カチャ、と音がしてマルコがそちらに目を向けると、ナマエの横に立て掛けてあった剣が目に入った。
「なかなか良い腕だってよ」
「え?」
「ビスタが自慢してたよい」
それ、と剣を指さすと、ナマエは手にとって目を落とした。
「......本当ですか?」
ナマエが静かに尋ねた。マルコがあァ、と答えると、少女はふわりと微笑んだ。それがいつか見た、彼女の姉に似ているように感じた。
「良かった」
すっとその柄を撫でる。マルコはナマエの指先に自然に目がいっていた。
「お前、クルア達とはちゃんと話せたのか?」
ずっと気になっていたことだった。聞くことに迷いがなかったとは言わないが、とりあえずナマエの生活が落ち着いてからと決めていたのだ。ナマエは手を止め、顔を上げた。
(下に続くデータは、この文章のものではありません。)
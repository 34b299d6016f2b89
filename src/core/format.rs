//! Numeric format templates, e.g. `"{:<5.2f}"` or `"~{:+.1e}"`.
//!
//! One placeholder per template, with the usual mini-language inside it:
//! `{[:[[fill]align][sign][0][width][.precision][type]]}`.
//!
//! * `align`: `<` left, `>` right (default), `^` centre, `=` pad after sign
//! * `sign`:  `-` (default), `+` always, ` ` space for positives
//! * `type`:  `f`/`F` fixed, `e`/`E` exponent, `%` percent, none = shortest
//!
//! Braces outside the placeholder are written as `{{` and `}}`.

use std::{fmt, str::FromStr};

use crate::core::error::ConfigError;

#[derive(Clone, Copy, Debug, PartialEq, Eq)]
enum Align {
    Left,
    Right,
    Center,
    AfterSign,
}

#[derive(Clone, Copy, Debug, PartialEq, Eq)]
enum Sign {
    Minus,
    Plus,
    Space,
}

#[derive(Clone, Copy, Debug, PartialEq, Eq)]
enum Kind {
    Shortest,
    Fixed,
    Exp { upper: bool },
    Percent,
}

#[derive(Clone, Debug, PartialEq, Eq)]
struct Spec {
    fill: char,
    align: Align,
    sign: Sign,
    width: usize,
    precision: Option<usize>,
    kind: Kind,
}

impl Default for Spec {
    fn default() -> Self {
        Self {
            fill: ' ',
            align: Align::Right,
            sign: Sign::Minus,
            width: 0,
            precision: None,
            kind: Kind::Shortest,
        }
    }
}

/// Parsed template, ready to format any number of values.
#[derive(Clone, Debug, PartialEq, Eq)]
pub struct NumberFormat {
    source: String,
    prefix: String,
    suffix: String,
    spec: Spec,
}

impl NumberFormat {
    pub fn parse(template: &str) -> Result<Self, ConfigError> {
        let bad = |why: &str| ConfigError::Format(format!("{why} in `{template}`"));

        let mut prefix = String::new();
        let mut suffix = String::new();
        let mut field: Option<String> = None;
        let mut chars = template.chars().peekable();

        while let Some(c) = chars.next() {
            let literal = if field.is_some() {
                &mut suffix
            } else {
                &mut prefix
            };
            match c {
                '{' if chars.peek() == Some(&'{') => {
                    chars.next();
                    literal.push('{');
                }
                '}' if chars.peek() == Some(&'}') => {
                    chars.next();
                    literal.push('}');
                }
                '{' => {
                    if field.is_some() {
                        return Err(bad("more than one placeholder"));
                    }
                    let mut inner = String::new();
                    loop {
                        match chars.next() {
                            Some('}') => break,
                            Some(ch) => inner.push(ch),
                            None => return Err(bad("unclosed placeholder")),
                        }
                    }
                    field = Some(inner);
                }
                '}' => return Err(bad("single '}'")),
                _ => literal.push(c),
            }
        }

        let field = field.ok_or_else(|| bad("no placeholder"))?;
        let spec_text = match field.split_once(':') {
            Some(("" | "0", spec)) => spec,
            None if field.is_empty() || field == "0" => "",
            _ => return Err(bad("only positional field 0 is supported")),
        };
        let spec = parse_spec(spec_text).map_err(bad)?;

        Ok(Self {
            source: template.to_owned(),
            prefix,
            suffix,
            spec,
        })
    }

    /// The template this format was parsed from.
    #[must_use]
    pub fn as_str(&self) -> &str {
        &self.source
    }

    #[must_use]
    pub fn format(&self, value: f64) -> String {
        let spec = &self.spec;
        let negative = value < 0.0;
        let magnitude = value.abs();

        let p = spec.precision.unwrap_or(6);
        let body = match spec.kind {
            Kind::Shortest if spec.precision.is_some() => format!("{magnitude:.p$}"),
            Kind::Shortest => shortest(magnitude),
            Kind::Fixed => format!("{magnitude:.p$}"),
            Kind::Exp { upper } => {
                let s = exponent(magnitude, p);
                if upper { s.to_uppercase() } else { s }
            }
            Kind::Percent => format!("{:.p$}%", magnitude * 100.0),
        };
        let sign = match (negative, spec.sign) {
            (true, _) => "-",
            (false, Sign::Plus) => "+",
            (false, Sign::Space) => " ",
            (false, Sign::Minus) => "",
        };

        let len = sign.chars().count() + body.chars().count();
        let pad = spec.width.saturating_sub(len);
        let fill = |n: usize| std::iter::repeat_n(spec.fill, n).collect::<String>();

        let number = match spec.align {
            Align::Left => format!("{sign}{body}{}", fill(pad)),
            Align::Right => format!("{}{sign}{body}", fill(pad)),
            Align::Center => format!("{}{sign}{body}{}", fill(pad / 2), fill(pad - pad / 2)),
            Align::AfterSign => format!("{sign}{}{body}", fill(pad)),
        };
        format!("{}{number}{}", self.prefix, self.suffix)
    }
}

/// Shortest text that reads back as `value`, always with a decimal point or
/// an exponent: `2.0`, `0.1`, `1e+16`, `1.5e-05`.
///
/// Scientific notation is used below `1e-4` and from `1e16` up.
#[must_use]
pub fn shortest(value: f64) -> String {
    if !value.is_finite() {
        return value.to_string();
    }
    let sci = format!("{value:e}");
    let (mantissa, exp) = sci.split_once('e').unwrap_or((sci.as_str(), "0"));
    let exp: i32 = exp.parse().unwrap_or(0);

    if (-4..16).contains(&exp) {
        let plain = value.to_string();
        if plain.contains('.') { plain } else { format!("{plain}.0") }
    } else {
        let sign = if exp < 0 { '-' } else { '+' };
        format!("{mantissa}e{sign}{:02}", exp.abs())
    }
}

impl Default for NumberFormat {
    fn default() -> Self {
        Self {
            source: crate::core::constants::DEFAULT_FORMAT.to_owned(),
            prefix: String::new(),
            suffix: String::new(),
            spec: Spec {
                align: Align::Left,
                width: 5,
                precision: Some(2),
                kind: Kind::Fixed,
                ..Spec::default()
            },
        }
    }
}

impl FromStr for NumberFormat {
    type Err = ConfigError;

    fn from_str(s: &str) -> Result<Self, Self::Err> {
        Self::parse(s)
    }
}

impl fmt::Display for NumberFormat {
    fn fmt(&self, f: &mut fmt::Formatter<'_>) -> fmt::Result {
        f.write_str(&self.source)
    }
}

fn align_of(c: char) -> Option<Align> {
    match c {
        '<' => Some(Align::Left),
        '>' => Some(Align::Right),
        '^' => Some(Align::Center),
        '=' => Some(Align::AfterSign),
        _ => None,
    }
}

fn parse_spec(text: &str) -> Result<Spec, &'static str> {
    let chars: Vec<char> = text.chars().collect();
    let mut spec = Spec::default();
    let mut i = 0;
    let mut explicit_align = false;

    if let Some(a) = chars.get(1).copied().and_then(align_of) {
        spec.fill = chars[0];
        spec.align = a;
        explicit_align = true;
        i = 2;
    } else if let Some(a) = chars.first().copied().and_then(align_of) {
        spec.align = a;
        explicit_align = true;
        i = 1;
    }

    match chars.get(i) {
        Some('+') => {
            spec.sign = Sign::Plus;
            i += 1;
        }
        Some('-') => i += 1,
        Some(' ') => {
            spec.sign = Sign::Space;
            i += 1;
        }
        _ => {}
    }

    if chars.get(i) == Some(&'0') {
        if !explicit_align {
            spec.fill = '0';
            spec.align = Align::AfterSign;
        }
        i += 1;
    }

    let (width, next) = digits(&chars, i);
    spec.width = width.unwrap_or(0);
    i = next;

    if chars.get(i) == Some(&'.') {
        let (precision, next) = digits(&chars, i + 1);
        spec.precision = Some(precision.ok_or("missing precision after '.'")?);
        i = next;
    }

    if let Some(&t) = chars.get(i) {
        spec.kind = match t {
            'f' | 'F' => Kind::Fixed,
            'e' => Kind::Exp { upper: false },
            'E' => Kind::Exp { upper: true },
            '%' => Kind::Percent,
            _ => return Err("unsupported format type"),
        };
        i += 1;
    }

    if i != chars.len() {
        return Err("trailing characters in format spec");
    }
    Ok(spec)
}

fn digits(chars: &[char], start: usize) -> (Option<usize>, usize) {
    let mut end = start;
    let mut n: Option<usize> = None;
    while let Some(d) = chars.get(end).and_then(|c| c.to_digit(10)) {
        n = Some(n.unwrap_or(0).saturating_mul(10).saturating_add(d as usize));
        end += 1;
    }
    (n, end)
}

/// `1234.5 -> "1.23e+03"`: mantissa then a signed exponent of at least two digits.
fn exponent(magnitude: f64, precision: usize) -> String {
    let raw = format!("{magnitude:.precision$e}");
    match raw.split_once('e') {
        Some((mantissa, exp)) => {
            let (sign, digits) = match exp.strip_prefix('-') {
                Some(d) => ('-', d),
                None => ('+', exp),
            };
            format!("{mantissa}e{sign}{digits:0>2}")
        }
        None => raw,
    }
}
「はい。話し合いました。その...白ひげさんと、あたしが話した後に」
ゆっくり言葉を探しながら話すナマエ。マルコは黙ってそれを聞いていた。
「帰ったら、お姉ちゃんもお兄ちゃんも、飛び出したあたしを待っていてくれていました。それで、自分で言ったんです。海賊船に乗りたいって」
「何て言ってた」
「笑って、頷いてくれました。お姉ちゃんはちょっと泣いてたけど。それから一緒に荷造りをして、いっぱい話しました」
遠い目をするナマエは、きっとその時のことを思い出しているのだろう。
「寂しいか...?」
マルコが言うと、ナマエは肩をすくめてから首を振った。
「寂しくはありません。今の生活は、まぁ...楽しい、し。それに、また会えるって信じてますから。今度会うときには、もっと強くなっていなきゃだから」
「......そうか」
静かな口調とは裏腹に強い意志の宿った瞳。マルコは優しく笑った。
水をぐっと飲み干し、ナマエは剣を手にして立ち上がった。
「じゃあ、そろそろ隊長に呼ばれていますので」
「あァ。頑張れよい」
ナマエはぺこりとお辞儀をして、食堂を後にした。その背中は初めの頃より、しゃんとしているようだった。